### Task prompt
How many lines in the records below contain the word "Adds"? Answer with the number only.
----------------
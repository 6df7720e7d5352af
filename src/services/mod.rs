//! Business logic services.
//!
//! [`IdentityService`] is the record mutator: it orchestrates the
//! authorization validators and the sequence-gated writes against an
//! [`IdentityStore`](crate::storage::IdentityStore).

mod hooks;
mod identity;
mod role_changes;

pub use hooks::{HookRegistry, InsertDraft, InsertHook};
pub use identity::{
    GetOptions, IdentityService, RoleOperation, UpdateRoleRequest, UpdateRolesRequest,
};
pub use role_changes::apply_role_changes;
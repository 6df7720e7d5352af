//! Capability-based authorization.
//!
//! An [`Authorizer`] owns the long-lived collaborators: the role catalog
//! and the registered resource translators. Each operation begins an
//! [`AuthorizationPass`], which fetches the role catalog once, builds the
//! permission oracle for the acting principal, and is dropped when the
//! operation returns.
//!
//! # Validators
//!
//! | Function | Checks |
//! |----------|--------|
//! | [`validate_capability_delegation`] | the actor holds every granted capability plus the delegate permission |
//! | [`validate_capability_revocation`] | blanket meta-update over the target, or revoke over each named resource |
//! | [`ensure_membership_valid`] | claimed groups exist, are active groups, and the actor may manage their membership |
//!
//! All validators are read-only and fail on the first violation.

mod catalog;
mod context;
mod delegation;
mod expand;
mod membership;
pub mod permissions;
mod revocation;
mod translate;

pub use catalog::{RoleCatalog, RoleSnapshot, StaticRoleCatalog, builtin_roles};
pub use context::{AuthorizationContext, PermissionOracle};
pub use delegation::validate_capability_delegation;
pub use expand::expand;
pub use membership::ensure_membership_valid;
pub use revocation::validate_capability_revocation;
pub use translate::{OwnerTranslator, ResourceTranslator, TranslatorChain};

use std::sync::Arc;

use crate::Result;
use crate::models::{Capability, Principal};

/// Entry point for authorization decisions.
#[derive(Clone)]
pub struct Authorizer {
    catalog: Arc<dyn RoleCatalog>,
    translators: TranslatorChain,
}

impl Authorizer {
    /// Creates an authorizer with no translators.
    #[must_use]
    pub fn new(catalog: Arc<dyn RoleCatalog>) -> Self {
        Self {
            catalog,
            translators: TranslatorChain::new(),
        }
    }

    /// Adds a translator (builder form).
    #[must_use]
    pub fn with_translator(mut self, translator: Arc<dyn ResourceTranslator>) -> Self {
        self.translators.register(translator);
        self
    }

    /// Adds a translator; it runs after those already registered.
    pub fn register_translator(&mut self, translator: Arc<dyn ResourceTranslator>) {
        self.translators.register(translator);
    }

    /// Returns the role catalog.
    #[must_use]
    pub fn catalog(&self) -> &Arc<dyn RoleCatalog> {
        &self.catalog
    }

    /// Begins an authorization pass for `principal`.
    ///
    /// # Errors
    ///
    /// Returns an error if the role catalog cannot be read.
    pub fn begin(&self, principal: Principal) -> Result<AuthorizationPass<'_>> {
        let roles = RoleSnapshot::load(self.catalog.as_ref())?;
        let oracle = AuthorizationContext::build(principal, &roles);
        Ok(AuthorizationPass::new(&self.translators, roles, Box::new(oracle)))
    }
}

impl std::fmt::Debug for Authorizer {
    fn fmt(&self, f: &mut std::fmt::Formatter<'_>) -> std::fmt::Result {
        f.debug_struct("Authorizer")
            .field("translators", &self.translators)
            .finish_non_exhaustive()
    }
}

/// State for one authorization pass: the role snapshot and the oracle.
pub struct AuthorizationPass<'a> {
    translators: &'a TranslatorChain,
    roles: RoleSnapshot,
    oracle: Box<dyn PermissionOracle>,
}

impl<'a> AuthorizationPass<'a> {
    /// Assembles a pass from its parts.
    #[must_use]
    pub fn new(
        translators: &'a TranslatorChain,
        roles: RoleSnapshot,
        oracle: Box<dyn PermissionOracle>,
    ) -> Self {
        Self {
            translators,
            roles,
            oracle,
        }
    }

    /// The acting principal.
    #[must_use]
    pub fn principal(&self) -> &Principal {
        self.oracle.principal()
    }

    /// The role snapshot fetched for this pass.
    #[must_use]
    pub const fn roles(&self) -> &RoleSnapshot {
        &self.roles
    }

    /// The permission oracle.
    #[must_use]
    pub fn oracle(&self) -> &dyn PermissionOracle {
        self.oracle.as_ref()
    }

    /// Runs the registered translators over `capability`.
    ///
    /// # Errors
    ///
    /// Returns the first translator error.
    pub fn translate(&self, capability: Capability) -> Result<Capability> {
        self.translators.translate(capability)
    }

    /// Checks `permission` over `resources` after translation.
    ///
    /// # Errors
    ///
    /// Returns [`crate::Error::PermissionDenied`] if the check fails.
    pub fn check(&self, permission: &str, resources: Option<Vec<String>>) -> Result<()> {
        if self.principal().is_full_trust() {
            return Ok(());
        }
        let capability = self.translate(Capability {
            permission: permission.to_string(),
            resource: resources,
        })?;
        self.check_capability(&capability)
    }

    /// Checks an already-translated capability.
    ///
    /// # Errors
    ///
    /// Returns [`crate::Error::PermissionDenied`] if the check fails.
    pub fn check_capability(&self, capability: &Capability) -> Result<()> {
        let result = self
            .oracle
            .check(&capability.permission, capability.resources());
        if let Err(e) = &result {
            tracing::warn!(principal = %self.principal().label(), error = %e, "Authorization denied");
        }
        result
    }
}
----------------
### Response below
2